3.3. La terza e articolata forma di resistenza è venuta dalle stesse istituzioni Onu. Sia l’ufficio che gestisce le missioni di cui abbiamo parlato sia quello che si occupa dei minori nei conflitti armati si sono dimostrati molto prudenti nei confronti della impostazione della risoluzione allorché tendeva a includere il tema del traffico di persone fra le vicende oggetto di attenzione e, nei fatti, di mandato. Anche in questo caso la preoccupazione manifestata è quella di un aggravamento degli oneri e delle responsabilità sia in termini assoluti sia considerando l’assenza di un corrispondente [1] ampliamento delle risorse messe a disposizione. Particolare attenzione viene posta da tali uffici sulla circostanza che affrontare il tema del traffico di persone richiede risorse e modalità di lavoro non previsti finora, in particolare personale specializzato e forme di cooperazione specifiche, oltre a modificare in modo tutt’altro che secondario l’attuale impostazione complessiva delle strutture e dei servizi.
4. A queste tre difficoltà di ordine generale si sono affiancati numerosi altri aspetti critici, legati sia a posizioni culturali sia a specifiche questioni normative dei singoli Stati. Pochi esempi.
4.1. Merita interesse il fatto che proprio da Stati europei siano giunte resistente alla iniziale previsione del divieto di utilizzo del carcere per i minori legati a qualsiasi titolo al traffico di persone; la soluzione raggiunta (paragrafo operativo 21) si limita a fissare limiti (ma non un divieto assoluto) alla detenzione amministrativa applicata per violazioni delle norme in materia di immigrazione. Il testo approvato costituisce, comunque, un passo in avanti importante.
4.2. Anche l’iniziale formulazione dei paragrafi operativi 14, 15 e 19 in materia di identificazione e registrazione è stata oggetto di resistenza per il timore che la risoluzione risultasse troppo invasiva delle normazioni nazionali, in particolare in materia di minori e minori non accompagnati. Tuttavia, il testo finale conserva elementi di grande importanza per la tutela dei diritti delle persone trafficate e per il positivo utilizzo degli strumenti giuridici (si vedano anche i paragrafi operativi 17 e 20).
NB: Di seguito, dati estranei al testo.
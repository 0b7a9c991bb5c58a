//! Console report written to stdout.
//!
//! Line order: directory listing, total, per-document outcome, summary.

use std::io::{self, Write};
use std::path::Path;

use oas_transform_parser::{ApiDocument, Parameter};

use crate::error::TransformError;
use crate::runner::RunSummary;
use crate::sanitizer::RemovedChar;
use crate::selector::{Decision, Selection};

/// Writes the run report line by line.
pub struct ConsoleReport<W: Write> {
    out: W,
}

impl<W: Write> ConsoleReport<W> {
    pub fn new(out: W) -> Self {
        Self { out }
    }

    pub fn no_documents(&mut self) -> io::Result<()> {
        writeln!(self.out, "No OAS doc files found.")
    }

    /// One line per listed file; excluded files carry an `(Ignored)` suffix.
    pub fn listing(&mut self, selection: &Selection) -> io::Result<()> {
        writeln!(self.out, "OAS docs to transform:")?;
        for entry in &selection.entries {
            match entry.decision {
                Decision::Included => writeln!(self.out, "{}", entry.file.path.display())?,
                Decision::Ignored => {
                    writeln!(self.out, "{} (Ignored)", entry.file.path.display())?
                }
            }
        }
        Ok(())
    }

    pub fn total(&mut self, count: usize) -> io::Result<()> {
        writeln!(self.out, "Total OAS doc files to transform: {}", count)
    }

    pub fn control_character(&mut self, path: &Path, removed: &RemovedChar) -> io::Result<()> {
        writeln!(
            self.out,
            "Matched Control character: {} in OAS file: {}",
            removed.quoted(),
            path.display()
        )
    }

    pub fn transformed(&mut self, path: &Path) -> io::Result<()> {
        writeln!(
            self.out,
            "Successfully transformed OAS doc file: {}",
            path.display()
        )
    }

    pub fn rejected(&mut self, error: &TransformError) -> io::Result<()> {
        writeln!(self.out, "{}", error)
    }

    /// Dump a document's info block, servers and operations.
    pub fn endpoints(&mut self, doc: &ApiDocument) -> io::Result<()> {
        writeln!(self.out, "Title: {}", doc.info.title)?;
        writeln!(self.out, "API Version: {}", doc.info.version)?;
        writeln!(self.out, "OpenAPI version: {}", doc.openapi)?;

        writeln!(self.out, "Servers:")?;
        for server in &doc.servers {
            writeln!(self.out, "\tURL: {}", server.url)?;
            writeln!(
                self.out,
                "\tDescription: {}",
                server.description.as_deref().unwrap_or_default()
            )?;
        }

        writeln!(self.out, "Paths:")?;
        for item in &doc.paths {
            writeln!(self.out, "\tURI: {}", item.path)?;
            writeln!(self.out, "\t\tGlobal Parameters:")?;
            self.parameters(&item.parameters, 3)?;

            for op in &item.operations {
                writeln!(self.out, "\t\t{}:", op.method)?;
                writeln!(self.out, "\t\t\tParameters:")?;
                self.parameters(&op.parameters, 4)?;
            }
        }
        Ok(())
    }

    fn parameters(&mut self, params: &[Parameter], depth: usize) -> io::Result<()> {
        let indent = "\t".repeat(depth);
        for p in params {
            writeln!(self.out, "{}Name: {}, Type: {}", indent, p.name, p.location)?;
        }
        Ok(())
    }

    pub fn summary(&mut self, summary: &RunSummary) -> io::Result<()> {
        writeln!(
            self.out,
            "Successfully transformed {} OAS doc files!",
            summary.transformed
        )?;
        writeln!(
            self.out,
            "Total API Endpoints transformed: {}",
            summary.endpoints
        )
    }

    pub fn flush(&mut self) -> io::Result<()> {
        self.out.flush()
    }
}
4.3. Infine, non è stato affatto agevole mantenere nel testo (paragrafo operativo 16) le previsioni relative all’obbligo per gli Stati di adottare e utilizzare in concreto «early warning and early screening framework» al fine di identificare «potential or imminent risk of trafficking in persons» e di «proactively and expediently detect victims and persons vulnerable to trafficking, with special attention to women and children, especially those unaccompanied». Si tratta di una misura essenziale da porre in essere sia nei Paesi di origine sia in quelli di transito, una misura a cui possono contribuire autorità e soggetti diversi, compresi tutti gli apparati amministrativi e sanitari che a qualsiasi titolo vengono in contatto con le persone trafficate e quelle a rischio di diventarlo. Tale previsione va posta in relazione con gli obblighi fissati per i Paesi di destinazione.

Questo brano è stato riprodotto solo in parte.